━━━ DATA EXTRACT ━━━

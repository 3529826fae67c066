//! Positional text changes applied to source strings.
//!
//! Changes are expressed against byte offsets of the ORIGINAL text, so a
//! caller can compute several of them from one scan and apply them at once.

use crate::error::{Error, Result};
use serde::Serialize;

/// A single edit against the original text.
#[derive(Debug, Clone, PartialEq, Eq, Serialize)]
#[serde(tag = "type", rename_all = "snake_case")]
pub enum StringChange {
    Insert { index: usize, text: String },
    Delete { start: usize, length: usize },
}

impl StringChange {
    fn position(&self) -> usize {
        match self {
            StringChange::Insert { index, .. } => *index,
            StringChange::Delete { start, .. } => *start,
        }
    }

    fn is_delete(&self) -> bool {
        matches!(self, StringChange::Delete { .. })
    }
}

/// Apply `changes` to `text` and return the new string.
///
/// Changes are applied from the highest offset down so earlier offsets stay
/// valid. Inserts at the same offset appear in the order given, after any
/// delete starting there. Deletes may not overlap one another and inserts may
/// not fall strictly inside a deleted range. Everything outside the changed
/// ranges is copied through untouched.
pub fn apply_changes_to_string(text: &str, changes: &[StringChange]) -> Result<String> {
    let mut deletes: Vec<(usize, usize)> = Vec::new();
    for change in changes {
        let (start, end) = match change {
            StringChange::Insert { index, .. } => (*index, *index),
            StringChange::Delete { start, length } => {
                let end = start.checked_add(*length).ok_or_else(|| {
                    Error::internal_unexpected(format!("Delete at {} overflows", start))
                })?;
                deletes.push((*start, end));
                (*start, end)
            }
        };
        if end > text.len() || !text.is_char_boundary(start) || !text.is_char_boundary(end) {
            return Err(Error::internal_unexpected(format!(
                "Change at {}..{} is outside the text (length {})",
                start,
                end,
                text.len()
            )));
        }
    }

    deletes.sort_unstable();
    if let Some(pair) = deletes.windows(2).find(|pair| pair[1].0 < pair[0].1) {
        return Err(Error::internal_unexpected(format!(
            "Delete at {}..{} overlaps delete at {}..{}",
            pair[1].0, pair[1].1, pair[0].0, pair[0].1
        )));
    }
    for change in changes {
        if let StringChange::Insert { index, .. } = change {
            if let Some((start, end)) = deletes.iter().find(|(s, e)| s < index && index < e) {
                return Err(Error::internal_unexpected(format!(
                    "Insert at {} falls inside delete at {}..{}",
                    index, start, end
                )));
            }
        }
    }

    // Equal offsets apply deletes first, then the later insert first so
    // inserts read in caller order.
    let mut ordered: Vec<(usize, &StringChange)> = changes.iter().enumerate().collect();
    ordered.sort_by(|(ia, a), (ib, b)| {
        b.position()
            .cmp(&a.position())
            .then(b.is_delete().cmp(&a.is_delete()))
            .then(ib.cmp(ia))
    });

    let mut result = text.to_string();
    for (_, change) in ordered {
        match change {
            StringChange::Insert { index, text } => result.insert_str(*index, text),
            StringChange::Delete { start, length } => {
                result.replace_range(*start..start + length, "");
            }
        }
    }

    Ok(result)
}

━━━

AIM OF THE EXERCISE
Each line of the material that has the word "applied" belongs in the answer.

SOLUTION TO THE EXERCISE
//! Positional text changes applied to source strings.
/// Changes are applied from the highest offset down so earlier offsets stay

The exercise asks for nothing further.